*** RECORD SET Section Begins ***

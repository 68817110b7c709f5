//! Scan matcher configuration.

use serde::{Deserialize, Serialize};

/// Options recognized by scan matchers.
///
/// Defaults follow common PL-ICP settings for indoor 2D lidars.
#[derive(Debug, Clone, PartialEq, Serialize, Deserialize)]
#[serde(default)]
pub struct MatcherConfig {
    /// Maximum rotation the matcher may add to the first guess (degrees).
    pub max_angular_correction_deg: f64,

    /// Maximum translation the matcher may add to the first guess (meters).
    pub max_linear_correction: f64,

    /// Maximum number of iterations.
    pub max_iterations: u32,

    /// Convergence threshold for translation (meters).
    pub epsilon_xy: f64,

    /// Convergence threshold for rotation (radians).
    pub epsilon_theta: f64,

    /// Maximum distance for a correspondence to be valid (meters).
    pub max_correspondence_dist: f64,

    /// Noise on range readings (meters), used for weights and covariance.
    pub sigma: f64,

    /// Use a k-d tree for the correspondence search instead of a linear scan.
    pub use_corr_tricks: bool,

    /// Restart from perturbed estimates when the residual stays high.
    pub restart: bool,

    /// Mean squared residual above which a restart is attempted.
    pub restart_threshold_mean_error: f64,

    /// Translation perturbation for restarts (meters).
    pub restart_dt: f64,

    /// Rotation perturbation for restarts (radians).
    pub restart_dtheta: f64,

    /// Consecutive points farther apart than this start a new cluster (meters).
    pub clustering_threshold: f64,

    /// Neighbours on each side used to estimate surface orientation.
    pub orientation_neighbourhood: usize,

    /// Point-to-line metric; point-to-point when false.
    pub use_point_to_line_distance: bool,

    /// Reject correspondences whose surface orientations disagree.
    pub do_alpha_test: bool,

    /// Orientation disagreement limit for the alpha test (degrees).
    pub do_alpha_test_threshold_deg: f64,

    /// Fraction of correspondences kept after sorting by residual.
    pub outliers_max_perc: f64,

    /// Order statistic for the adaptive outlier threshold (0..1).
    pub outliers_adaptive_order: f64,

    /// Multiplier applied to the adaptive order statistic.
    pub outliers_adaptive_mult: f64,

    /// Drop reference points that cannot be seen from the current pose.
    pub do_visibility_test: bool,

    /// Keep only the best current point per reference point.
    pub outliers_remove_doubles: bool,

    /// Estimate the covariance of the result.
    pub do_compute_covariance: bool,

    /// Cross-check the k-d tree search against the linear scan.
    pub debug_verify_tricks: bool,

    /// Weight correspondences by beam incidence angle.
    pub use_ml_weights: bool,

    /// Weight correspondences by the range noise `sigma`.
    pub use_sigma_weights: bool,
}

impl Default for MatcherConfig {
    fn default() -> Self {
        Self {
            max_angular_correction_deg: 45.0,
            max_linear_correction: 0.5,
            max_iterations: 10,
            epsilon_xy: 1e-6,
            epsilon_theta: 1e-6,
            max_correspondence_dist: 0.3,
            sigma: 0.01,
            use_corr_tricks: true,
            restart: false,
            restart_threshold_mean_error: 0.01,
            restart_dt: 1.0,
            restart_dtheta: 0.1,
            clustering_threshold: 0.25,
            orientation_neighbourhood: 20,
            use_point_to_line_distance: true,
            do_alpha_test: false,
            do_alpha_test_threshold_deg: 20.0,
            outliers_max_perc: 0.90,
            outliers_adaptive_order: 0.7,
            outliers_adaptive_mult: 2.0,
            do_visibility_test: false,
            outliers_remove_doubles: true,
            do_compute_covariance: false,
            debug_verify_tricks: false,
            use_ml_weights: false,
            use_sigma_weights: false,
        }
    }
}

impl MatcherConfig {
    pub fn max_angular_correction(&self) -> f64 {
        self.max_angular_correction_deg.to_radians()
    }

    pub fn alpha_test_threshold(&self) -> f64 {
        self.do_alpha_test_threshold_deg.to_radians()
    }
}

*** RECORD SET Section Ends ***

Produce the lines from the top of the listing through the "#[serde(default)]" line exactly as they appear, with no additional output.

repository 68817110b7c709f5
//! Scan matcher configuration.

use serde::{Deserialize, Serialize};

/// Options recognized by scan matchers.
///
/// Defaults follow common PL-ICP settings for indoor 2D lidars.
#[derive(Debug, Clone, PartialEq, Serialize, Deserialize)]
#[serde(default)]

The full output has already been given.